A mí tampoco me hace fiesta el corazón tener que venir al médico. Pero con la llegada de los carnavales y el nuevo año, me llegó de visita una gripa quiebra huesos que se manifiesta con malestar general, migraña espantosa y litros de mocos. Al toser, me duele hasta los tuétanos y por momentos siento angustia por falta de aire. La médico, por protocolo, pero sin interés verdadero, me toma el pulso y escucha mi respirar. Alcanzo a pensar que para ella es más importante su almuerzo que mi triste humanidad adolorida y mocosa. Se le nota el desinterés por mis dolores y quejidos. “El sistema la volvió inmune al dolor del otro”, pienso. Me estira la formula y “tome líquido y guarde cama”. Me receta unas pastillitas (de esas que recetan para todo y para nada) y, “vuelva si no mejora”. Le digo que llevo dos semanas enfermo, sonríe y sentencia: “Es que ahora anda mucha virosis por ahí, por el cambio de año, tú ya sabes”. Su actitud me produce lástima.

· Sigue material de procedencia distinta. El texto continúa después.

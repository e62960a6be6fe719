//! `hetznerrobot_boot`
//!
//! Activating a boot profile is one-shot: Robot consumes it on the next
//! reboot, after which `GET /boot` reports nothing active. Reads in that
//! situation keep the last known state instead of planning a re-activation.

use serde_json::{json, Map, Value};
use tracing::{info, warn};

use super::{get_str, get_str_list, get_str_or_empty, get_u64, parse_numeric_id, Resource};
use crate::client::{BootActivation, BootMode, BootProfile, RobotClient};
use crate::error::ProviderError;
use crate::schema::{Attribute, AttributeType, Diagnostic, Schema};

pub struct BootResource;

fn activation(planned: &Value) -> Result<BootActivation, ProviderError> {
    Ok(BootActivation {
        mode: get_str(planned, "active_profile")?.parse()?,
        architecture: get_str_or_empty(planned, "architecture").to_string(),
        operating_system: get_str(planned, "operating_system")?.to_string(),
        language: get_str_or_empty(planned, "language").to_string(),
        authorized_keys: get_str_list(planned, "authorized_keys"),
    })
}

/// State after activation: configured values from `planned`, generated ones from `profile`.
fn activated_state(server_id: u64, planned: &Value, profile: &BootProfile) -> Value {
    let mut state = match planned {
        Value::Object(map) => map.clone(),
        _ => Map::new(),
    };
    state.insert("id".to_string(), json!(server_id.to_string()));
    state.insert("server_id".to_string(), json!(server_id));
    state.insert("password".to_string(), json!(profile.password));
    state.insert("host_keys".to_string(), json!(profile.host_keys));
    state.insert("server_ipv4".to_string(), json!(profile.server_ipv4));
    state.insert("server_ipv6".to_string(), json!(profile.server_ipv6));
    Value::Object(state)
}

/// State of an active profile as Robot reports it.
fn profile_state(server_id: u64, profile: &BootProfile, mode: BootMode) -> Value {
    let mut state = json!({
        "id": server_id.to_string(),
        "server_id": server_id,
        "active_profile": mode.as_str(),
        "operating_system": profile.operating_system,
        "architecture": profile.architecture,
        "authorized_keys": profile.authorized_keys,
        "password": profile.password,
        "host_keys": profile.host_keys,
        "server_ipv4": profile.server_ipv4,
        "server_ipv6": profile.server_ipv6,
    });
    if !profile.language.is_empty() {
        state["language"] = json!(profile.language);
    }
    state
}

async fn deactivate_ignoring_missing(
    client: &RobotClient,
    server_id: u64,
    mode: BootMode,
) -> Result<(), ProviderError> {
    match client.deactivate_boot(server_id, mode).await {
        Err(err) if err.is_not_found() => {
            warn!(server_id, %mode, "boot profile already inactive");
            Ok(())
        }
        other => other,
    }
}

#[async_trait::async_trait]
impl Resource for BootResource {
    fn type_name(&self) -> &'static str {
        "hetznerrobot_boot"
    }

    fn schema(&self) -> Schema {
        Schema::v0()
            .with_description("Admin boot profile (installer or rescue system) of a dedicated server")
            .with_attribute("id", Attribute::computed_string())
            .with_attribute("server_id", Attribute::required_int64().with_force_new())
            .with_attribute(
                "active_profile",
                Attribute::required_string().with_description("linux or rescue"),
            )
            .with_attribute("operating_system", Attribute::required_string())
            .with_attribute(
                "architecture",
                Attribute::optional_computed_string().with_default(json!("64")),
            )
            .with_attribute(
                "language",
                Attribute::optional_string().with_description("Installer language, linux only"),
            )
            .with_attribute(
                "authorized_keys",
                Attribute::optional_list(AttributeType::String)
                    .with_description("Fingerprints of the SSH keys allowed to log in"),
            )
            .with_attribute("password", Attribute::computed_string().sensitive())
            .with_attribute("host_keys", Attribute::computed_list(AttributeType::String))
            .with_attribute("server_ipv4", Attribute::computed_string())
            .with_attribute("server_ipv6", Attribute::computed_string())
    }

    fn validate(&self, config: &Value) -> Vec<Diagnostic> {
        let mut diagnostics = Vec::new();
        let Some(profile) = config.get("active_profile").and_then(Value::as_str) else {
            return diagnostics;
        };
        match profile.parse::<BootMode>() {
            Ok(BootMode::Rescue) if config.get("language").is_some_and(|l| !l.is_null()) => {
                diagnostics.push(
                    Diagnostic::error("language is only supported by the linux profile")
                        .with_attribute("language"),
                );
            }
            Ok(_) => {}
            Err(err) => diagnostics.push(
                Diagnostic::error("Invalid boot profile")
                    .with_detail(err.message())
                    .with_attribute("active_profile"),
            ),
        }
        diagnostics
    }

    async fn create(&self, client: &RobotClient, planned: Value) -> Result<Value, ProviderError> {
        let server_id = get_u64(&planned, "server_id")?;
        let activation = activation(&planned)?;
        let profile = client.activate_boot(server_id, &activation).await?;
        info!(server_id, mode = %activation.mode, "activated boot profile");
        Ok(activated_state(server_id, &planned, &profile))
    }

    async fn read(&self, client: &RobotClient, current: Value) -> Result<Value, ProviderError> {
        let server_id = get_u64(&current, "server_id")?;
        let profile = client
            .get_boot(server_id)
            .await
            .map_err(|e| e.or_not_found(format!("boot configuration of server {}", server_id)))?;

        match profile.mode {
            Some(mode) => Ok(profile_state(server_id, &profile, mode)),
            None => {
                info!(server_id, "no active boot profile, keeping last known state");
                Ok(current)
            }
        }
    }

    async fn update(&self, client: &RobotClient, prior: Value, planned: Value) -> Result<Value, ProviderError> {
        let server_id = get_u64(&prior, "server_id")?;
        let previous: BootMode = get_str(&prior, "active_profile")?.parse()?;
        let activation = activation(&planned)?;

        // An active profile only takes new settings after it has been switched off.
        deactivate_ignoring_missing(client, server_id, previous).await?;
        let profile = client.activate_boot(server_id, &activation).await?;
        info!(server_id, from = %previous, to = %activation.mode, "re-activated boot profile");
        Ok(activated_state(server_id, &planned, &profile))
    }

    async fn delete(&self, client: &RobotClient, current: Value) -> Result<(), ProviderError> {
        let server_id = get_u64(&current, "server_id")?;
        let mode: BootMode = get_str(&current, "active_profile")?.parse()?;
        deactivate_ignoring_missing(client, server_id, mode).await?;
        info!(server_id, %mode, "deactivated boot profile");
        Ok(())
    }

    async fn import(&self, client: &RobotClient, id: &str) -> Result<Value, ProviderError> {
        let server_id = parse_numeric_id(id)?;
        let profile = client
            .get_boot(server_id)
            .await
            .map_err(|e| e.or_not_found(format!("boot configuration of server {}", server_id)))?;
        match profile.mode {
            Some(mode) => Ok(profile_state(server_id, &profile, mode)),
            None => Err(ProviderError::NotFound(format!(
                "no active boot profile on server {}",
                server_id
            ))),
        }
    }
}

Salgo del consultorio y María Engracia está llorando, me siento a su lado y le pregunto el motivo. Dice que llora por las torturas que le producen la vejez. Entonces, sin saber por qué, me pongo a llorar con ella. Un tipo con barriga cervecera viene y pregunta el motivo de mi llanto. Le digo que no sé cómo, hace días perdí la risa y por nada del mundo la encuentro, y que la señora llora por su juventud perdida. Y sin más, el gordo se sienta a llorar con nosotros. Una adolescente de ojos achinados pregunta por qué lloramos, y el hombre contesta: “yo perdí mi salud, ella su juventud y él, dice que la risa”. Y se queda mirándola como preguntándole: “¿y vos?”. La niña de ojos rasgados se sienta a llorar igualmente. Pero no llora a suspiros entrecortados como nosotros, sino que berrea. La médica sale del consultorio, y cuando todos creíamos que iba a preguntar por qué llorábamos (yo hasta sospeché que se iba a solidarizar y a llorar con nosotros), sin decir nada, ignorándonos de plano, cierra con llave su consultorio, pasa sus ojos indiferentes sobre el coro de llorosos y se va, como si nada, en busca de su almuerzo con papas al ajillo.
Poco a poco vamos dejando de llorar, nos secamos las lágrimas ya con pañuelos, el reverso de las mangas de camisa o simplemente con los dedos. Nos miramos, y comenzamos a reír, al principio con una mueca de disculpa, luego con una sonrisa larga de “qué pena con ustedes”, y más tarde con una carcajada colectiva. Que “oso”. Llegar al colmo de llorar con gente desconocida, sin más ni más. No despedimos. Antes de alejarme alcanzo a escuchar a doña Engracia: “Después de todo. Gracias a Dios, todavía existen los consultorios médicos para venir a llorar”. Salgo del edificio. Abatido, y con más ganas de llorar. He descubierto que al final de unas buenas lágrimas, pueden existir luces para una buena sonrisa. Pero mi risa… sigue perdida.